Philipp Gysel

Posted on Aug 27, 2020 • Edited on Sep 1, 2020

Introduction to MongoDB and Document Databases

#mongodb #nosql #database #beginners

This tutorial teaches you the basics of NoSQL Document Databases. To keep things practical, we’ll also look at a concrete implementation, namely MongoDB.

First, we’ll start with the data model in document databases and compare it to the SQL data model. Second, we dive into the characteristics of MongoDB, like: queries, data replication, sharding, and consistency. We’ll wrap things up with some real world uses cases well suited for MongoDB.

Data Model

The fundamental difference between SQL and NoSQL is how the data gets stored. Relational databases are like Excel tables with rows and columns. This way of storing data means each row has the exact same fields.
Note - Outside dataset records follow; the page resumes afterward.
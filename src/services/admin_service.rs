//! Business logic powering the admin mutation endpoints. Every point
//! mutation follows the same path: write through the store, recompute the
//! affected score's total from a fresh read, broadcast the delta, and
//! respond with the refreshed ledger.

use std::time::SystemTime;

use tracing::debug;
use uuid::Uuid;

use crate::{
    dao::models::PointEntity,
    dto::{
        admin::{AddPointRequest, DeletePointRequest, UpdatePointRequest, UpdateTeamsRequest},
        scoreboard::{LedgerEntry, TeamSummary},
    },
    error::ServiceError,
    services::{aggregation, scoreboard_service, sse_events},
    state::SharedState,
};

/// Record a new point entry, creating the (team, round) score on first use.
pub async fn add_point(
    state: &SharedState,
    request: AddPointRequest,
) -> Result<Vec<LedgerEntry>, ServiceError> {
    let store = state.require_score_store().await?;

    let team = store
        .find_team(request.team_id)
        .await?
        .ok_or_else(|| ServiceError::InvalidInput(format!("unknown team `{}`", request.team_id)))?;
    let round = store.find_round(request.round_id).await?.ok_or_else(|| {
        ServiceError::InvalidInput(format!("unknown round `{}`", request.round_id))
    })?;

    let score = store.find_or_create_score(team.id, round.id).await?;
    store
        .insert_point(PointEntity {
            id: Uuid::new_v4(),
            score_id: score.id,
            count: request.count,
            created_at: SystemTime::now(),
        })
        .await?;

    let total = aggregation::score_total(&store.points_for_score(score.id).await?);
    debug!(team = %team.name, round = %round.name, count = request.count, total, "point recorded");
    sse_events::broadcast_score_update(state, team.id, round.id, total, Some(request.count));

    scoreboard_service::point_ledger(state).await
}

/// Overwrite the count of an existing point entry.
pub async fn update_point(
    state: &SharedState,
    request: UpdatePointRequest,
) -> Result<Vec<LedgerEntry>, ServiceError> {
    let store = state.require_score_store().await?;

    let point = store
        .update_point_count(request.point_id, request.count)
        .await?
        .ok_or_else(|| {
            ServiceError::NotFound(format!("point `{}` not found", request.point_id))
        })?;

    broadcast_recomputed_total(state, point.score_id).await?;
    scoreboard_service::point_ledger(state).await
}

/// Remove a point entry. The owning score stays in place, falling back to
/// a total of 0 when this was its last point.
pub async fn delete_point(
    state: &SharedState,
    request: DeletePointRequest,
) -> Result<Vec<LedgerEntry>, ServiceError> {
    let store = state.require_score_store().await?;

    let point = store.delete_point(request.point_id).await?.ok_or_else(|| {
        ServiceError::NotFound(format!("point `{}` not found", request.point_id))
    })?;

    broadcast_recomputed_total(state, point.score_id).await?;
    scoreboard_service::point_ledger(state).await
}

/// Bulk-apply hidden flags and return the updated full team list.
pub async fn update_teams(
    state: &SharedState,
    request: UpdateTeamsRequest,
) -> Result<Vec<TeamSummary>, ServiceError> {
    let store = state.require_score_store().await?;

    let known = store.list_teams().await?;
    for flag in &request.teams {
        if !known.iter().any(|team| team.id == flag.id) {
            return Err(ServiceError::InvalidInput(format!(
                "unknown team `{}`",
                flag.id
            )));
        }
    }

    let flags = request
        .teams
        .iter()
        .map(|flag| (flag.id, flag.hidden))
        .collect();
    let updated = store.set_team_visibility(flags).await?;

    let data = scoreboard_service::fetch_board_data(&store).await?;
    let standings =
        aggregation::standings(&data.rounds, &updated, &data.scores, &data.points);
    sse_events::broadcast_teams_update(state, standings);

    let mut teams: Vec<TeamSummary> = updated.into_iter().map(Into::into).collect();
    teams.sort_by(|a, b| a.name.cmp(&b.name));
    Ok(teams)
}

/// Recompute a score's total from a fresh read and broadcast it without a
/// count annotation (update/delete pushes).
async fn broadcast_recomputed_total(
    state: &SharedState,
    score_id: Uuid,
) -> Result<(), ServiceError> {
    let store = state.require_score_store().await?;

    let score = store
        .find_score(score_id)
        .await?
        .ok_or_else(|| ServiceError::NotFound(format!("score `{score_id}` not found")))?;
    let total = aggregation::score_total(&store.points_for_score(score.id).await?);

    debug!(score_id = %score.id, total, "score total recomputed");
    sse_events::broadcast_score_update(state, score.team_id, score.round_id, total, None);
    Ok(())
}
In contrast, NoSQL allows for more flexibility in what you store. It’s easier to persist arrays, fields of unknown length, or add new data fields. Let’s look at an example.

UML data model:

Above you see the data model for a simple online store: we store customers and their orders. A given customer can have multiple orders, and each order is associated with a delivery address and all items purchased.

SQL tables:

In SQL, a convenient way for storing this data is by having 4 tables (see graph above). We would connect the orders to the customer and the items through foreign keys. In order to fetch a given order, you’d perform a join over the Order, Address and Item table.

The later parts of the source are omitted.